Feb. 23rd, 2009

qos: (Default)
As I was getting ready for work this morning, I felt drawn to put on the chain necklace that was the first tangible symbol of my commitment to Ereshkigal. Since my initiation last summer I’ve been tending to wear the bead necklace I made when I want to feel more connected with Her, but every so often it’s the chain that feels right.

It was only a little while ago, during a quick coffee break, that I realized there was a message in the impulse: that I’m on the edge of being in trouble with Herself.

The last three weeks have been rather chaotic for numerous reasons, first leading up to Pantheacon, then in the aftermath, including the amazing experiences I’ve been having emerging from grieving and reclaiming my erotic nature. And She has been patient with that.

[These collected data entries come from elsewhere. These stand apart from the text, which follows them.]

/// Type inference from the first non-empty cell of a column. Long values
/// and integers with a leading zero are not safe to treat as numbers.
fn infer_type(value: &str) -> AttrType {
    let has_dot = value.contains('.');
    if value.len() > 20 || (value.len() > 1 && !has_dot && value.starts_with('0')) {
        return AttrType::Text;
    }
    if is_likely_number(value) {
        if has_dot || value.contains('e') {
            if value.parse::<f64>().is_ok() {
                return AttrType::Double;
            }
        } else if value.parse::<i64>().is_ok() {
            return AttrType::Integer;
        }
    }
    if value.eq_ignore_ascii_case("true") || value.eq_ignore_ascii_case("false") {
        return AttrType::Bool;
    }
    AttrType::Text
}

/// Writes a cell through the column's inferred type. Empty cells are null;
/// a cell that refuses the type is kept as text (or rejected under strict).
pub(crate) fn typed_value(
    raw: &str,
    attr_type: AttrType,
    offset: u64,
    strict: bool,
) -> Result<Value> {
    if raw.is_empty() {
        return Ok(Value::Null);
    }
    let parsed = match attr_type {
        AttrType::Integer => raw.trim().parse::<i64>().ok().map(Value::Integer),
        AttrType::Double => raw.trim().parse::<f64>().ok().map(Value::Double),
        AttrType::Bool => {
            if raw.eq_ignore_ascii_case("true") {
                Some(Value::Bool(true))
            } else if raw.eq_ignore_ascii_case("false") {
                Some(Value::Bool(false))
            } else {
                None
            }
        }
        AttrType::Text => Some(Value::Text(raw.to_string())),
    };
    match parsed {
        Some(value) => Ok(value),
        None if strict => Err(Error::malformed_record(
            offset,
            format!("cannot parse '{raw}' as the column's inferred type"),
            raw.as_bytes(),
        )),
        None => {
            log::warn!("csv: value '{raw}' at byte {offset} does not match its column type");
            Ok(Value::Text(raw.to_string()))
        }
    }
}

Up until now. I’ve been given notice that I’ve used up my slack time, and it’s time to regain my focus, concentrate on my practices, and get back into a routine of Doing The Work. A lot of what I’ve been doing these past few weeks has been part of my Work – but it’s not the same thing as maintaining my daily practices and fundamental disciplines.

It was the routine of daily practice that got me to the place where the amazing events of the past few weeks were possible. It is daily practice that will allow me to fully integrate those events and continue to move forward. The peak experiences are real and wonderful and important – but they don’t substitute for the daily work.